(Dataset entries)
· · ·

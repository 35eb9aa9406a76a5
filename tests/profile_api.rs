mod common;

use axum::http::{Method, StatusCode};
use serde_json::json;

use common::{TestApp, PNG};
use social_media_api::{entities::EntProfile, services::SocialGraphService};

const PROFILES: &str = "/api/social_media/profiles";

#[tokio::test]
async fn test_auth_required() {
    let app = TestApp::new().await;

    let (status, body) = app.send(Method::GET, PROFILES, None, None).await;
    assert_eq!(status, StatusCode::UNAUTHORIZED);
    assert_eq!(body, json!({"detail": "Authentication credentials were not provided."}));

    let (status, body) = app.get(PROFILES, "not-a-real-token").await;
    assert_eq!(status, StatusCode::UNAUTHORIZED);
    assert_eq!(body, json!({"detail": "Invalid token."}));
}

#[tokio::test]
async fn test_health_is_public() {
    let app = TestApp::new().await;
    let (status, body) = app.send(Method::GET, "/health", None, None).await;
    assert_eq!(status, StatusCode::OK);
    assert_eq!(body["status"], "healthy");
}

#[tokio::test]
async fn test_list_profiles_paginated_by_username() {
    let app = TestApp::new().await;
    let mut users = Vec::new();
    for i in 0..11 {
        users.push(app.user(&format!("test_user{:02}", i)).await);
    }
    let graph = SocialGraphService::new(app.state.db.clone());
    let first = EntProfile::gen_for_user(&app.state.db, users[0].user_id)
        .await
        .unwrap()
        .unwrap();
    graph.follow(users[1].profile_id, &first).await.unwrap();

    let (status, body) = app.get(PROFILES, &users[0].token).await;
    assert_eq!(status, StatusCode::OK);
    assert_eq!(body["count"], 11);
    assert_eq!(body["previous"], json!(null));
    assert_eq!(body["next"], json!("/api/social_media/profiles?page=2"));

    let results = body["results"].as_array().unwrap();
    assert_eq!(results.len(), 10);
    assert_eq!(
        results[0],
        json!({
            "id": users[0].profile_id,
            "username": "test_user00",
            "first_name": "First Name",
            "last_name": "Last Name",
            "followers_count": 1,
            "image": null,
        })
    );
    assert_eq!(results[9]["username"], "test_user09");

    let (status, body) = app.get(&format!("{}?page=last", PROFILES), &users[0].token).await;
    assert_eq!(status, StatusCode::OK);
    assert_eq!(body["results"][0]["username"], "test_user10");
    assert_eq!(body["previous"], json!("/api/social_media/profiles"));

    let (status, body) = app.get(&format!("{}?page=3", PROFILES), &users[0].token).await;
    assert_eq!(status, StatusCode::NOT_FOUND);
    assert_eq!(body, json!({"detail": "Invalid page."}));
}

#[tokio::test]
async fn test_filter_profiles_exact_match() {
    let app = TestApp::new().await;
    let alice = app.user("alice").await;
    app.user("alicia").await;

    let (_, body) = app.get(&format!("{}?username=alice", PROFILES), &alice.token).await;
    assert_eq!(body["count"], 1);
    assert_eq!(body["results"][0]["username"], "alice");

    let (_, body) = app.get(&format!("{}?username=ali", PROFILES), &alice.token).await;
    assert_eq!(body["count"], 0);
}

#[tokio::test]
async fn test_retrieve_profile_detail() {
    let app = TestApp::new().await;
    let alice = app.user("alice").await;
    let bob = app.user("bob").await;

    app.post(&format!("{}/{}/follow", PROFILES, bob.profile_id), &alice.token, None).await;

    let (status, body) = app.get(&format!("{}/{}", PROFILES, bob.profile_id), &alice.token).await;
    assert_eq!(status, StatusCode::OK);
    assert_eq!(
        body,
        json!({
            "id": bob.profile_id,
            "username": "bob",
            "first_name": "First Name",
            "last_name": "Last Name",
            "bio": "Bio",
            "followings": [],
            "followers": ["alice"],
            "image": null,
        })
    );

    let (status, _) = app.get(&format!("{}/999", PROFILES), &alice.token).await;
    assert_eq!(status, StatusCode::NOT_FOUND);
    let (status, _) = app.get(&format!("{}/abc", PROFILES), &alice.token).await;
    assert_eq!(status, StatusCode::NOT_FOUND);
}

#[tokio::test]
async fn test_create_profile_for_requester() {
    let app = TestApp::new().await;
    let (_, token) = app.identity("new@test.com").await;

    let (status, body) = app
        .post(PROFILES, &token, Some(json!({"username": "newbie", "bio": "hi"})))
        .await;
    assert_eq!(status, StatusCode::CREATED);
    assert_eq!(body["username"], "newbie");
    assert_eq!(body["first_name"], "");
    assert_eq!(body["bio"], "hi");

    let (status, body) = app.post(PROFILES, &token, Some(json!({"username": "again"}))).await;
    assert_eq!(status, StatusCode::BAD_REQUEST);
    assert_eq!(body, json!({"detail": "A profile already exists for this account."}));
}

#[tokio::test]
async fn test_create_profile_validation() {
    let app = TestApp::new().await;
    app.user("taken").await;
    let (_, token) = app.identity("new@test.com").await;

    let (status, body) = app.post(PROFILES, &token, Some(json!({"bio": "no name"}))).await;
    assert_eq!(status, StatusCode::BAD_REQUEST);
    assert_eq!(body, json!({"username": ["This field is required."]}));

    let (status, body) = app.post(PROFILES, &token, Some(json!({"username": "taken"}))).await;
    assert_eq!(status, StatusCode::BAD_REQUEST);
    assert_eq!(body, json!({"username": ["profile with this username already exists."]}));
}

#[tokio::test]
async fn test_follow_user() {
    let app = TestApp::new().await;
    let me = app.user("test_user").await;
    let other = app.user("test_user0").await;
    let url = format!("{}/{}/follow", PROFILES, other.profile_id);

    let (status, body) = app.post(&url, &me.token, None).await;
    assert_eq!(status, StatusCode::OK);
    assert_eq!(body, json!({"detail": "You have successfully followed test_user0."}));

    let (status, body) = app.post(&url, &me.token, None).await;
    assert_eq!(status, StatusCode::BAD_REQUEST);
    assert_eq!(body, json!({"detail": "You have already followed test_user0!"}));

    let graph = SocialGraphService::new(app.state.db.clone());
    assert_eq!(graph.followings_of(me.profile_id).await.unwrap(), vec!["test_user0"]);
}

#[tokio::test]
async fn test_unfollow_user() {
    let app = TestApp::new().await;
    let me = app.user("test_user").await;
    let other = app.user("test_user0").await;
    let unfollow = format!("{}/{}/unfollow", PROFILES, other.profile_id);

    let (status, body) = app.post(&unfollow, &me.token, None).await;
    assert_eq!(status, StatusCode::BAD_REQUEST);
    assert_eq!(body, json!({"detail": "You have not followed test_user0 yet!"}));

    app.post(&format!("{}/{}/follow", PROFILES, other.profile_id), &me.token, None).await;
    let (status, body) = app.post(&unfollow, &me.token, None).await;
    assert_eq!(status, StatusCode::OK);
    assert_eq!(body, json!({"detail": "You have successfully unfollowed test_user0."}));

    let graph = SocialGraphService::new(app.state.db.clone());
    assert!(!graph.is_following(me.profile_id, other.profile_id).await.unwrap());
}

#[tokio::test]
async fn test_self_follow_rejected() {
    let app = TestApp::new().await;
    let me = app.user("test_user").await;

    let follow = format!("{}/{}/follow", PROFILES, me.profile_id);
    let (status, _) = app.post(&follow, &me.token, None).await;
    assert_eq!(status, StatusCode::BAD_REQUEST);
    let unfollow = format!("{}/{}/unfollow", PROFILES, me.profile_id);
    let (status, _) = app.post(&unfollow, &me.token, None).await;
    assert_eq!(status, StatusCode::BAD_REQUEST);
}

#[tokio::test]
async fn test_follow_requires_own_profile() {
    let app = TestApp::new().await;
    let other = app.user("test_user0").await;
    let (_, token) = app.identity("noprofile@test.com").await;

    let follow = format!("{}/{}/follow", PROFILES, other.profile_id);
    let (status, body) = app.post(&follow, &token, None).await;
    assert_eq!(status, StatusCode::BAD_REQUEST);
    assert_eq!(body, json!({"detail": "You need to create a profile first."}));
}

#[tokio::test]
async fn test_only_owner_mutates_profile() {
    let app = TestApp::new().await;
    let owner = app.user("owner").await;
    let stranger = app.user("stranger").await;
    let url = format!("{}/{}", PROFILES, owner.profile_id);

    let (status, body) = app
        .send(Method::PATCH, &url, Some(&stranger.token), Some(json!({"bio": "hacked"})))
        .await;
    assert_eq!(status, StatusCode::FORBIDDEN);
    assert_eq!(body, json!({"detail": "You do not have permission to perform this action."}));

    let (status, _) = app.send(Method::DELETE, &url, Some(&stranger.token), None).await;
    assert_eq!(status, StatusCode::FORBIDDEN);

    let (status, body) = app
        .send(Method::PATCH, &url, Some(&owner.token), Some(json!({"bio": "updated"})))
        .await;
    assert_eq!(status, StatusCode::OK);
    assert_eq!(body["bio"], "updated");
    assert_eq!(body["username"], "owner");

    let (status, body) = app
        .send(Method::PUT, &url, Some(&owner.token), Some(json!({"first_name": "Only"})))
        .await;
    assert_eq!(status, StatusCode::BAD_REQUEST);
    assert_eq!(body, json!({"username": ["This field is required."]}));

    let (status, body) = app.send(Method::DELETE, &url, Some(&owner.token), None).await;
    assert_eq!(status, StatusCode::NO_CONTENT);
    assert_eq!(body, json!(null));
    let (status, _) = app.get(&url, &stranger.token).await;
    assert_eq!(status, StatusCode::NOT_FOUND);
}

#[tokio::test]
async fn test_upload_profile_image() {
    let app = TestApp::new().await;
    let owner = app.user("Test User").await;
    let stranger = app.user("stranger").await;
    let url = format!("{}/{}/upload-image", PROFILES, owner.profile_id);

    let (status, _) = app.upload(&url, &stranger.token, "me.png", PNG).await;
    assert_eq!(status, StatusCode::FORBIDDEN);

    let (status, body) = app.upload(&url, &owner.token, "Me.PNG", PNG).await;
    assert_eq!(status, StatusCode::OK);
    assert_eq!(body["id"], json!(owner.profile_id));
    let image = body["image"].as_str().unwrap();
    assert!(image.starts_with("/media/uploads/profiles/test-user-"));
    assert!(image.ends_with(".png"));

    let stored = app.media.path().join(image.trim_start_matches("/media/"));
    assert_eq!(std::fs::read(&stored).unwrap(), PNG);

    let (status, body) = app.upload(&url, &owner.token, "notes.txt", b"plain text").await;
    assert_eq!(status, StatusCode::BAD_REQUEST);
    assert_eq!(
        body,
        json!({"image": ["Upload a valid image. The file you uploaded was either not an image or a corrupted image."]})
    );

    let (_, body) = app.upload(&url, &owner.token, "again.png", PNG).await;
    assert_ne!(body["image"].as_str().unwrap(), image);
    assert!(!stored.exists());
}

#[tokio::test]
async fn test_upload_rejects_non_image_extension() {
    let app = TestApp::new().await;
    let owner = app.user("owner").await;
    let url = format!("{}/{}/upload-image", PROFILES, owner.profile_id);

    let mut disguised = PNG.to_vec();
    disguised.extend_from_slice(b"<script>alert(1)</script>");
    let (status, body) = app.upload(&url, &owner.token, "x.html", &disguised).await;
    assert_eq!(status, StatusCode::BAD_REQUEST);
    let message = body["image"][0].as_str().unwrap();
    assert!(message.starts_with("File extension \u{201c}html\u{201d} is not allowed."));

    let (_, detail) = app.get(&format!("{}/{}", PROFILES, owner.profile_id), &owner.token).await;
    assert_eq!(detail["image"], json!(null));
    let uploads = app.media.path().join("uploads/profiles");
    assert!(!uploads.exists() || std::fs::read_dir(&uploads).unwrap().next().is_none());

    let (status, body) = app.upload(&url, &owner.token, "photo.jpg", PNG).await;
    assert_eq!(status, StatusCode::OK);
    assert!(body["image"].as_str().unwrap().ends_with(".png"));
}

#[tokio::test]
async fn test_upload_too_large() {
    let app = TestApp::new().await;
    let owner = app.user("owner").await;
    let url = format!("{}/{}/upload-image", PROFILES, owner.profile_id);
    let limit = app.state.config.media.max_upload_bytes;
    let too_large = json!({"image": ["The submitted file is too large."]});

    let mut just_over = PNG.to_vec();
    just_over.resize(limit + 1, 0);
    let (status, body) = app.upload(&url, &owner.token, "big.png", &just_over).await;
    assert_eq!(status, StatusCode::BAD_REQUEST);
    assert_eq!(body, too_large);

    let mut far_over = PNG.to_vec();
    far_over.resize(limit + limit / 8, 0);
    let (status, body) = app.upload(&url, &owner.token, "huge.png", &far_over).await;
    assert_eq!(status, StatusCode::BAD_REQUEST);
    assert_eq!(body, too_large);
}

#[tokio::test]
async fn test_profile_fields_are_trimmed() {
    let app = TestApp::new().await;
    app.user("alice").await;
    let (_, token) = app.identity("new@test.com").await;

    let (status, body) = app
        .post(PROFILES, &token, Some(json!({"username": " alice "})))
        .await;
    assert_eq!(status, StatusCode::BAD_REQUEST);
    assert_eq!(body, json!({"username": ["profile with this username already exists."]}));

    let (status, body) = app
        .post(PROFILES, &token, Some(json!({"username": "  bob\n", "bio": " hi "})))
        .await;
    assert_eq!(status, StatusCode::CREATED);
    assert_eq!(body["username"], "bob");
    assert_eq!(body["bio"], "hi");
}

· · ·

• _Task instructions_:
Please filter the entries for the word "unwrap" and copy the lines that have it.

• _Solution to the exercise_:
        .unwrap()
        .unwrap();
    graph.follow(users[1].profile_id, &first).await.unwrap();
    let results = body["results"].as_array().unwrap();
    assert_eq!(graph.followings_of(me.profile_id).await.unwrap(), vec!["test_user0"]);
    assert!(!graph.is_following(me.profile_id, other.profile_id).await.unwrap());
    let image = body["image"].as_str().unwrap();
    assert_eq!(std::fs::read(&stored).unwrap(), PNG);
    assert_ne!(body["image"].as_str().unwrap(), image);
    let message = body["image"][0].as_str().unwrap();
    assert!(!uploads.exists() || std::fs::read_dir(&uploads).unwrap().next().is_none());
    assert!(body["image"].as_str().unwrap().ends_with(".png"));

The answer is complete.